Muito se discute e se escreve sobre o que seria a Identidade Brasileira. O que liga o Oiapoque ao Chuí culturalmente? Apenas a língua? Talvez o gentilismo e a alegria?
Certa vez ouvi dizer que a única coisa que há em comum entre as variadas regiões brasileiras seria a desigualdade social, seria o fato de existir muita gente muito pobre e pouca gente muito rica.
A partir deste dado (que muitas pesquisas mundiais confirmam) é que pude perceber empiricamente que o que liga, por semelhança, São Paulo e Mato Grosso do Sul é a LUTA DE CLASSES.
LUTA aqui entendida não apenas como embate físico entre as diferentes classes sociais pelos seus objetivos de emancipação (no caso do muito povo) ou supremacia (no caso da pequena elite), mas também entendida como procedimentos ideológicos para manter a classe dominante no poder com a atual divisão injusta entre os bens do mundo.
Por este motivo, pude perceber atitudes semelhantes entre os participantes da oficina da Missão Kaiowá e os participantes da oficina que eu ministrava no Grajaú, bairro periférico de São Paulo.
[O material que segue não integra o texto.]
use clap::Parser;
use std::path::PathBuf;

use webvariants::engine::variants::{Selector, Variant, VariantRequest};

#[derive(Parser, Debug)]
#[command(name = "webvariants")]
#[command(
    about = "Encode one video into web variants, HLS/DASH packages and posters",
    long_about = None
)]
pub struct Cli {
    /// Video file to process; outputs go to a sibling directory named after it
    #[arg(value_name = "INPUT")]
    pub input: PathBuf,

    /// Only produce these variants, e.g. --variants=[webm,h265,posters]
    #[arg(long, value_name = "LIST")]
    pub variants: Option<String>,

    /// Skip the VP9 WebM encode
    #[arg(long)]
    pub no_webm: bool,

    /// Skip the H.265 MP4 encode
    #[arg(long)]
    pub no_h265: bool,

    /// Skip the full-resolution H.264 MP4 encode
    #[arg(long)]
    pub no_h264: bool,

    /// Skip the 720p H.264 encode
    #[arg(long = "no-720")]
    pub no_720: bool,

    /// Skip the 480p H.264 encode
    #[arg(long = "no-480")]
    pub no_480: bool,

    /// Skip the 360p H.264 encode
    #[arg(long = "no-360")]
    pub no_360: bool,

    /// Skip the HLS package
    #[arg(long)]
    pub no_hls: bool,

    /// Skip the DASH package
    #[arg(long)]
    pub no_dash: bool,

    /// Skip poster extraction, resizing and optimization
    #[arg(long)]
    pub no_posters: bool,

    /// Skip every MP4 output (h265, h264, 720, 480, 360)
    #[arg(long)]
    pub no_mp4: bool,

    /// Print the commands that would run and exit
    #[arg(long)]
    pub dry_run: bool,

    /// Print the final report as JSON
    #[arg(long)]
    pub json: bool,

    /// Settings file (defaults to <config dir>/webvariants/config.toml)
    #[arg(long, value_name = "PATH")]
    pub config: Option<PathBuf>,

    /// Debug logging
    #[arg(short, long)]
    pub verbose: bool,
}

impl Cli {
    /// `--no-*` flags as selectors in declaration order; negations commute
    pub fn negations(&self) -> Vec<Selector> {
        [
            (self.no_webm, Selector::One(Variant::Webm)),
            (self.no_h265, Selector::One(Variant::H265)),
            (self.no_h264, Selector::One(Variant::H264)),
            (self.no_720, Selector::One(Variant::P720)),
            (self.no_480, Selector::One(Variant::P480)),
            (self.no_360, Selector::One(Variant::P360)),
            (self.no_hls, Selector::One(Variant::Hls)),
            (self.no_dash, Selector::One(Variant::Dash)),
            (self.no_posters, Selector::One(Variant::Posters)),
            (self.no_mp4, Selector::Mp4),
        ]
        .into_iter()
        .filter_map(|(set, selector)| set.then_some(selector))
        .collect()
    }

    pub fn variant_request(&self) -> VariantRequest {
        VariantRequest {
            inclusion: self.variants.clone(),
            negations: self.negations(),
        }
    }
}

pub fn parse() -> Cli {
    Cli::parse()
}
A cultura indígena é muito diferente da paulistana, no entanto a classe social e jeito de morar dessas duas turmas os aproxima, ainda que, por exemplo, sinto que as turmas de São Paulo tem mais intricada no corpo a questão da violência.
Outra “resposta-questão” que obtive, foi em contato com o Assentamento do MST. Como aquela turma de participantes já tem contato com conceitos do marxismo e do teatro praticamente desde crianças, parece que o método que desenvolvi é “muito iniciante” para eles. Criei este método junto a turmas de participantes mergulhados no individualismo e da não vivência e contato com filosofia e teatro. Para esta turma o método deveria avançar, pensando, através da estética, questões ligadas às necessidades atuais do Assentamento.
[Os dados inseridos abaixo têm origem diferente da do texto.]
use std::path::PathBuf;
use thiserror::Error;

use crate::engine::JobKind;

/// Errors surfaced by a run
#[derive(Debug, Error)]
pub enum Error {
    #[error("unknown variant '{0}'")]
    UnknownVariant(String),

    #[error("input file not found: {}", .0.display())]
    InputMissing(PathBuf),

    #[error("input path has no usable file name: {}", .0.display())]
    InvalidInput(PathBuf),

    #[error(
        "input has no extension, so its output directory would be the input itself: {}",
        .0.display()
    )]
    OutputIsInput(PathBuf),

    #[error("output directory already exists: {} (remove it first)", .0.display())]
    OutputExists(PathBuf),

    #[error("job {job} failed: {reason}")]
    JobFailed { job: JobKind, reason: String },

    #[error("job {0} never ran because a dependency did not succeed")]
    Unschedulable(JobKind),

    #[error("run cancelled")]
    Cancelled,

    #[error("{cause}; could not remove output directory {}: {source}", .dir.display())]
    RollbackFailed {
        cause: Box<Error>,
        dir: PathBuf,
        source: std::io::Error,
    },

    #[error(transparent)]
    Io(#[from] std::io::Error),
}

impl Error {
    /// True when a run created its output directory and removed it again.
    ///
    /// Errors raised before the directory was claimed, and rollbacks that
    /// left something behind, are false.
    pub fn output_removed(&self) -> bool {
        matches!(
            self,
            Error::JobFailed { .. } | Error::Unschedulable(_) | Error::Cancelled
        )
    }
}

pub type Result<T> = std::result::Result<T, Error>;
No mais, continuarei seguindo, refletindo e agindo sobre o que vivi nestas turmas que ministrei oficina. Por isso, meu muitíssimo obrigada a todos os envolvidos que tão generosamente abriram seus corações para a troca.
Peripatéticos, avante!
1 KOUDELA, Ingrid Dormien. Brecht na pós-modernidade. São Paulo: perspectiva, 2001, p. 86-93
2 CORREIA, Adriano e NASCIMENTO, Mariângela. Arendt: entre o passado e o futuro. Minas Geraes: Ed. da UFJF
3 FREIRE, Paulo. Pedagogia do Oprimido. Rio de Janeiro: Paz e Terra, 1977, p.32.
4 Idem, p.39.
5 In APPIA, Adolphe. A obra de arte viva. Lisboa: Editora Arcádia, s/d, p.92.